€600 million to strengthen rescEU firefighting fleet

The Commission is financing the purchase of new firefighting planes to increase the aerial firefighting capacity of rescEU, the EU Civil Protection Mechanism’s strategic crisis response reserve. €600 million in EU funds will be used to purchase 12 new planes, which will be hosted across 6 EU Member States: Croatia, France, Italy, Greece, Portugal, and Spain.

Pic credit: AI Bing

These new planes will be used to extinguish fires across the European Union, in particular during the difficult summer months when lives, homes and livelihoods are coming increasingly under threat to large scale forest fires. They will be delivered as of 2027, with the existing rescEU transition planes operating until the whole fleet is operational.

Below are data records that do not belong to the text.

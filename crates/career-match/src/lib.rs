//! Career suggestion engine: MBTI classification, weighted criteria scoring,
//! and the legacy attribute matcher over a static career catalog.

pub mod advisor;
pub mod catalog;
pub mod config;
pub mod error;
pub mod matching;
pub mod telemetry;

The announcement comes as Commissioner for Crisis Management, Janez Lenarčič, participated in Zagreb today in the signature ceremony of the agreement between the government of Croatia and the Canadian Commercial Corporation to purchase specialised firefighting aircraft. This, together with the signature of a similar agreement by the government of Greece recently, marks an important step in increasing the aerial firefighting capacity in the EU, protecting EU citizens from disasters.

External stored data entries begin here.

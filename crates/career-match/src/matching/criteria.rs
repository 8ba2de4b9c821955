use super::mbti::MbtiType;
use crate::catalog::CareerRecord;
use serde::{Deserialize, Serialize};
use std::collections::BTreeMap;
use std::fs::File;
use std::io::{BufReader, Read};
use std::path::{Path, PathBuf};

/// Fraction of the achievable score removed for each record attribute the type's criteria ignore.
pub const UNMODELED_ATTRIBUTE_PENALTY: f64 = 0.05;

#[derive(Debug, Clone, PartialEq, thiserror::Error)]
pub enum ScoringError {
    #[error("no criteria are configured for MBTI type {0}")]
    UnknownType(MbtiType),
    #[error("criteria for MBTI type {0} are empty")]
    EmptyCriteria(MbtiType),
    #[error("criterion on '{attribute}' is invalid: {reason}")]
    InvalidCriterion {
        attribute: String,
        reason: &'static str,
    },
}

#[derive(Debug, thiserror::Error)]
pub enum CriteriaError {
    #[error("failed to read criteria table at {path}: {source}")]
    Io {
        path: PathBuf,
        #[source]
        source: std::io::Error,
    },
    #[error("criteria table is not valid JSON: {0}")]
    Parse(#[from] serde_json::Error),
    #[error(transparent)]
    Invalid(#[from] ScoringError),
}

/// How a record attribute is compared against the expected value.
#[derive(Debug, Clone, Copy, PartialEq, Eq, Serialize, Deserialize)]
pub enum Comparison {
    #[serde(rename = "exact")]
    Exact,
    #[serde(rename = "minThreshold")]
    AtLeast,
    #[serde(rename = "maxThreshold")]
    AtMost,
}

/// A single weighted rule in a type profile.
#[derive(Debug, Clone, PartialEq, Serialize, Deserialize)]
pub struct Criterion {
    pub attribute: String,
    pub mode: Comparison,
    pub expected: f64,
    pub weight: f64,
}

impl Criterion {
    pub fn new(attribute: impl Into<String>, mode: Comparison, expected: f64, weight: f64) -> Self {
        Self {
            attribute: attribute.into(),
            mode,
            expected,
            weight,
        }
    }

    pub fn validate(&self) -> Result<(), ScoringError> {
        let invalid = |reason| ScoringError::InvalidCriterion {
            attribute: self.attribute.clone(),
            reason,
        };

        if !self.weight.is_finite() || self.weight <= 0.0 {
            return Err(invalid("weight must be positive"));
        }
        if !self.expected.is_finite() {
            return Err(invalid("expected value must be finite"));
        }
        if self.mode != Comparison::Exact && self.expected <= 0.0 {
            return Err(invalid("threshold must be greater than zero"));
        }
        Ok(())
    }

    /// Weighted credit earned by `value`. Never above the weight; an exact miss
    /// of more than one unit, or a negative value under a minimum, goes below zero.
    pub fn contribution(&self, value: f64) -> Result<f64, ScoringError> {
        self.validate()?;

        let credit = match self.mode {
            Comparison::Exact => 1.0 - (value - self.expected).abs(),
            Comparison::AtLeast if value >= self.expected => 1.0,
            Comparison::AtLeast => value / self.expected,
            Comparison::AtMost if value <= self.expected => 1.0,
            Comparison::AtMost => self.expected / value,
        };

        Ok(self.weight * credit)
    }
}

/// Mapping from each MBTI type to the ordered criteria describing a good fit.
#[derive(Debug, Clone, PartialEq)]
pub struct CriteriaTable {
    profiles: BTreeMap<MbtiType, Vec<Criterion>>,
}

impl CriteriaTable {
    pub fn new(profiles: BTreeMap<MbtiType, Vec<Criterion>>) -> Result<Self, ScoringError> {
        for (mbti, criteria) in &profiles {
            if criteria.is_empty() {
                return Err(ScoringError::EmptyCriteria(*mbti));
            }
            for criterion in criteria {
                criterion.validate()?;
            }
        }

        Ok(Self { profiles })
    }

    /// The built-in profiles, one per type, derived from the questionnaire's career archetypes.
    pub fn standard() -> Self {
        use Comparison::{AtLeast, AtMost, Exact};

        let rows: [(&str, &[(&str, Comparison, f64, f64)]); 16] = [
            // Analysts
            (
                "INTJ",
                &[
                    ("people_person", Exact, 0.0, 2.0),
                    ("data_skill", Exact, 1.0, 1.5),
                    ("creativity_level", AtLeast, 1.0, 1.0),
                ],
            ),
            (
                "INTP",
                &[
                    ("people_person", Exact, 0.0, 2.0),
                    ("tech_comfort", Exact, 1.0, 1.5),
                    ("creativity_level", AtLeast, 2.0, 1.0),
                ],
            ),
            (
                "ENTJ",
                &[
                    ("people_person", Exact, 1.0, 2.0),
                    ("public_speaking", Exact, 1.0, 1.5),
                    ("data_skill", Exact, 1.0, 1.0),
                ],
            ),
            (
                "ENTP",
                &[
                    ("people_person", Exact, 1.0, 2.0),
                    ("public_speaking", Exact, 1.0, 1.0),
                    ("creativity_level", AtLeast, 2.0, 1.5),
                ],
            ),
            // Diplomats
            (
                "INFJ",
                &[
                    ("people_person", Exact, 1.0, 2.0),
                    ("teamwork", Exact, 1.0, 1.0),
                    ("creativity_level", AtLeast, 1.0, 1.0),
                    ("public_speaking", Exact, 0.0, 1.0),
                ],
            ),
            (
                "INFP",
                &[
                    ("people_person", Exact, 0.0, 1.5),
                    ("artistic", Exact, 1.0, 2.0),
                    ("creativity_level", AtLeast, 2.0, 1.5),
                ],
            ),
            (
                "ENFJ",
                &[
                    ("people_person", Exact, 1.0, 2.0),
                    ("public_speaking", Exact, 1.0, 1.5),
                    ("teamwork", Exact, 1.0, 1.5),
                ],
            ),
            (
                "ENFP",
                &[
                    ("people_person", Exact, 1.0, 1.5),
                    ("artistic", Exact, 1.0, 1.5),
                    ("creativity_level", AtLeast, 2.0, 2.0),
                ],
            ),
            // Sentinels
            (
                "ISTJ",
                &[
                    ("people_person", Exact, 0.0, 1.5),
                    ("data_skill", Exact, 1.0, 2.0),
                    ("preferred_work_env", Exact, 0.0, 1.0),
                ],
            ),
            (
                "ISFJ",
                &[
                    ("people_person", Exact, 1.0, 1.5),
                    ("teamwork", Exact, 0.0, 1.0),
                    ("data_skill", Exact, 1.0, 1.5),
                ],
            ),
            (
                "ESTJ",
                &[
                    ("people_person", Exact, 1.0, 1.5),
                    ("public_speaking", Exact, 1.0, 1.0),
                    ("preferred_work_env", Exact, 1.0, 1.0),
                    ("teamwork", Exact, 1.0, 1.5),
                ],
            ),
            (
                "ESFJ",
                &[
                    ("people_person", Exact, 1.0, 2.0),
                    ("teamwork", Exact, 1.0, 1.5),
                    ("creativity_level", AtMost, 1.0, 1.0),
                ],
            ),
            // Explorers
            (
                "ISTP",
                &[
                    ("people_person", Exact, 0.0, 1.0),
                    ("tech_comfort", Exact, 0.0, 1.0),
                    ("outdoor", Exact, 1.0, 2.0),
                ],
            ),
            (
                "ISFP",
                &[
                    ("people_person", Exact, 0.0, 1.0),
                    ("artistic", Exact, 1.0, 2.0),
                    ("outdoor", Exact, 1.0, 1.5),
                ],
            ),
            (
                "ESTP",
                &[
                    ("people_person", Exact, 1.0, 1.5),
                    ("outdoor", Exact, 1.0, 2.0),
                    ("public_speaking", Exact, 1.0, 1.5),
                ],
            ),
            (
                "ESFP",
                &[
                    ("people_person", Exact, 1.0, 1.5),
                    ("artistic", Exact, 1.0, 2.0),
                    ("preferred_work_env", Exact, 1.0, 1.0),
                ],
            ),
        ];

        let mut profiles = BTreeMap::new();
        for (code, criteria) in rows {
            let Ok(mbti) = code.parse::<MbtiType>() else {
                continue;
            };
            let criteria: Vec<Criterion> = criteria
                .iter()
                .map(|&(attribute, mode, expected, weight)| {
                    Criterion::new(attribute, mode, expected, weight)
                })
                .collect();
            profiles.insert(mbti, criteria);
        }

        Self { profiles }
    }

    pub fn from_path(path: impl AsRef<Path>) -> Result<Self, CriteriaError> {
        let path = path.as_ref();
        let file = File::open(path).map_err(|source| CriteriaError::Io {
            path: path.to_path_buf(),
            source,
        })?;
        Self::from_reader(BufReader::new(file))
    }

    /// Reads a JSON object keyed by type code whose values are criteria lists.
    pub fn from_reader<R: Read>(reader: R) -> Result<Self, CriteriaError> {
        let profiles: BTreeMap<MbtiType, Vec<Criterion>> = serde_json::from_reader(reader)?;
        Ok(Self::new(profiles)?)
    }

    pub fn criteria_for(&self, mbti: MbtiType) -> Result<&[Criterion], ScoringError> {
        self.profiles
            .get(&mbti)
            .map(Vec::as_slice)
            .ok_or(ScoringError::UnknownType(mbti))
    }

    pub fn types(&self) -> impl Iterator<Item = MbtiType> + '_ {
        self.profiles.keys().copied()
    }

    /// Prepares a scorer for one type; fails when the type has no usable profile.
    pub fn scorer(&self, mbti: MbtiType) -> Result<CriteriaScorer<'_>, ScoringError> {
        let criteria = self.criteria_for(mbti)?;
        if criteria.is_empty() {
            return Err(ScoringError::EmptyCriteria(mbti));
        }
        for criterion in criteria {
            criterion.validate()?;
        }

        Ok(CriteriaScorer {
            criteria,
            max_possible: criteria.iter().map(|criterion| criterion.weight).sum(),
        })
    }
}

impl Default for CriteriaTable {
    fn default() -> Self {
        Self::standard()
    }
}

/// Scores records against one resolved type profile.
#[derive(Debug, Clone, Copy)]
pub struct CriteriaScorer<'a> {
    criteria: &'a [Criterion],
    max_possible: f64,
}

/// Credit one criterion earned for a record.
#[derive(Debug, Clone, PartialEq, Serialize)]
#[serde(rename_all = "camelCase")]
pub struct CriterionScore {
    pub attribute: String,
    pub mode: Comparison,
    pub value: f64,
    pub earned: f64,
    pub weight: f64,
}

/// Full scoring trail for a record, ending in the normalized 0-100 score.
#[derive(Debug, Clone, PartialEq, Serialize)]
#[serde(rename_all = "camelCase")]
pub struct ScoreBreakdown {
    pub components: Vec<CriterionScore>,
    pub raw_score: f64,
    pub unmodeled_attributes: Vec<String>,
    pub penalty: f64,
    pub max_possible: f64,
    pub match_score: u8,
}

impl<'a> CriteriaScorer<'a> {
    pub fn max_possible(&self) -> f64 {
        self.max_possible
    }

    /// Whether one of this type's criteria refers to `attribute`.
    pub fn is_modeled(&self, attribute: &str) -> bool {
        self.criteria
            .iter()
            .any(|criterion| criterion.attribute == attribute)
    }

    pub fn score(&self, record: &CareerRecord) -> Result<u8, ScoringError> {
        self.breakdown(record).map(|breakdown| breakdown.match_score)
    }

    pub fn breakdown(&self, record: &CareerRecord) -> Result<ScoreBreakdown, ScoringError> {
        let mut components = Vec::with_capacity(self.criteria.len());
        for criterion in self.criteria {
            let value = record.attribute(&criterion.attribute).unwrap_or(0.0);
            components.push(CriterionScore {
                attribute: criterion.attribute.clone(),
                mode: criterion.mode,
                value,
                earned: criterion.contribution(value)?,
                weight: criterion.weight,
            });
        }
        let raw_score: f64 = components.iter().map(|component| component.earned).sum();

        let unmodeled_attributes: Vec<String> = record
            .attribute_keys()
            .filter(|key| !self.is_modeled(key))
            .map(str::to_string)
            .collect();
        let penalty =
            unmodeled_attributes.len() as f64 * UNMODELED_ATTRIBUTE_PENALTY * self.max_possible;

        let clamped = (raw_score - penalty).max(0.0);
        let match_score = (100.0 * clamped / self.max_possible).round().clamp(0.0, 100.0) as u8;

        Ok(ScoreBreakdown {
            components,
            raw_score,
            unmodeled_attributes,
            penalty,
            max_possible: self.max_possible,
            match_score,
        })
    }
}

It has been a couple of years since the European Commission has initiated the process to scale up aerial firefighting capacities in Europe. I congratulate Croatia as well as Greece, who were the earliest to sign into reality the first planes of what will form a new generation of European firefighting aerial capacity. And I thank Canada for facilitating these agreements with the company concerned resuming production of these very much needed planes. This is an important step to acquiring the aircraft which will help protect citizens not just in Croatia and Greece but across Europe. It will be 100% paid for by the European Commission as part of our strengthened rescEU firefighting capacity ready to fight ever more intense wildfires in Europe.

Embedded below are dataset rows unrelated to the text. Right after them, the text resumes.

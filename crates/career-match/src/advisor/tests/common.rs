use std::sync::Arc;

use axum::response::Response;
use serde_json::{json, Map, Value};

use crate::advisor::{advisor_router, CareerAdvisor};
use crate::catalog::{CareerRecord, Catalog};

pub(super) fn career(id: i64, name: &str, attributes: Value) -> CareerRecord {
    let mut body = json!({
        "id": id,
        "name": name,
        "detail": format!("{name} detail"),
    });
    if let (Some(target), Some(extra)) = (body.as_object_mut(), attributes.as_object()) {
        target.extend(extra.clone());
    }
    serde_json::from_value(body).expect("fixture record parses")
}

pub(super) fn sample_catalog() -> Catalog {
    Catalog::new(vec![
        career(
            1,
            "Data Scientist",
            json!({
                "people_person": 0, "tech_comfort": 1, "public_speaking": 0, "artistic": 0,
                "outdoor": 0, "teamwork": 0, "data_skill": 1, "preferred_work_env": 0,
                "creativity_level": 2
            }),
        ),
        career(
            2,
            "Event Planner",
            json!({
                "people_person": 1, "tech_comfort": 0, "public_speaking": 1, "artistic": 1,
                "outdoor": 0, "teamwork": 1, "data_skill": 0, "preferred_work_env": 1,
                "creativity_level": 2
            }),
        ),
        career(
            3,
            "Forest Ranger",
            json!({
                "people_person": 0, "tech_comfort": 0, "public_speaking": 0, "artistic": 0,
                "outdoor": 1, "teamwork": 0, "data_skill": 0, "preferred_work_env": 1,
                "creativity_level": 1
            }),
        ),
        career(
            4,
            "Data Scientist",
            json!({
                "people_person": 0, "tech_comfort": 1, "public_speaking": 0, "artistic": 0,
                "outdoor": 0, "teamwork": 0, "data_skill": 1, "preferred_work_env": 0,
                "creativity_level": 2
            }),
        ),
        career(
            5,
            "Accountant",
            json!({
                "people_person": 0, "tech_comfort": 1, "public_speaking": 0, "artistic": 0,
                "outdoor": 0, "teamwork": 0, "data_skill": 1, "preferred_work_env": 0,
                "creativity_level": 0
            }),
        ),
        career(
            6,
            "Graphic Designer",
            json!({
                "people_person": 0, "tech_comfort": 1, "public_speaking": 0, "artistic": 1,
                "outdoor": 0, "teamwork": 0, "data_skill": 0, "preferred_work_env": 0,
                "creativity_level": 3
            }),
        ),
        career(
            7,
            "Sales Manager",
            json!({
                "people_person": 1, "tech_comfort": 0, "public_speaking": 1, "artistic": 0,
                "outdoor": 0, "teamwork": 1, "data_skill": 1, "preferred_work_env": 1,
                "creativity_level": 1
            }),
        ),
    ])
}

pub(super) fn advisor() -> Arc<CareerAdvisor> {
    Arc::new(CareerAdvisor::standard(Arc::new(sample_catalog())))
}

pub(super) fn router() -> axum::Router {
    advisor_router(advisor())
}

pub(super) fn mbti_answers(pattern: &[&str], total: usize) -> Value {
    let map: Map<String, Value> = pattern
        .iter()
        .cycle()
        .take(total)
        .enumerate()
        .map(|(idx, letter)| (format!("q{}", idx + 1), json!(letter)))
        .collect();
    Value::Object(map)
}

pub(super) fn data_scientist_answers() -> Value {
    json!({
        "people_person": 0, "tech_comfort": 1, "public_speaking": 0, "artistic": 0,
        "outdoor": 0, "teamwork": 0, "data_skill": 1, "preferred_work_env": 0,
        "creativity_level": 2
    })
}

pub(super) async fn read_json_body(response: Response) -> Value {
    let bytes = axum::body::to_bytes(response.into_body(), usize::MAX)
        .await
        .expect("body readable");
    serde_json::from_slice(&bytes).expect("body is json")
}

Janez Lenarčič, Commissioner for Crisis Management

Five years ago, the European Commission upgraded the EU Civil Protection Mechanism and created rescEU to further protect citizens from disasters and manage emerging risks. Fully funded by the EU, rescEU was established as a reserve of European capacities, and it includes a fleet of firefighting planes and helicopters. In 2023 alone, rescEU was deployed 35 times for a total estimated value of €110 million of assistance, including in the context of Russia’s war of aggression against Ukraine, the earthquakes that hit Türkiye, and the wildfires in Tunisia and Greece.


The EU ensures a coordinated approach to preventing, preparing and responding to wildfires when those overwhelm national response capacities. When the scale of a wildfire overwhelms the response capabilities of a country, it can request assistance via the EU Civil Protection Mechanism. Once activated, the EU’s Emergency Response Coordination Centre coordinates and finances assistance made available by 27 EU Member States and 10 Participating States (Iceland, Norway, Serbia, North Macedonia, Montenegro, Türkiye, Bosnia and Herzegovina, Albania, Moldova and Ukraine) through spontaneous offers.

On 25 March 2024, the government of Croatia signed an agreement with the Canadian Commercial Corporation about the purchase of the medium amphibious aircraft. The government of Greece signed a similar agreement with the Canadian producer on 24 March. Six EU Member States (Greece, Croatia, Spain, France, Italy, and Portugal) will host the new aerial firefighting fleet being financed by the Commission under rescEU.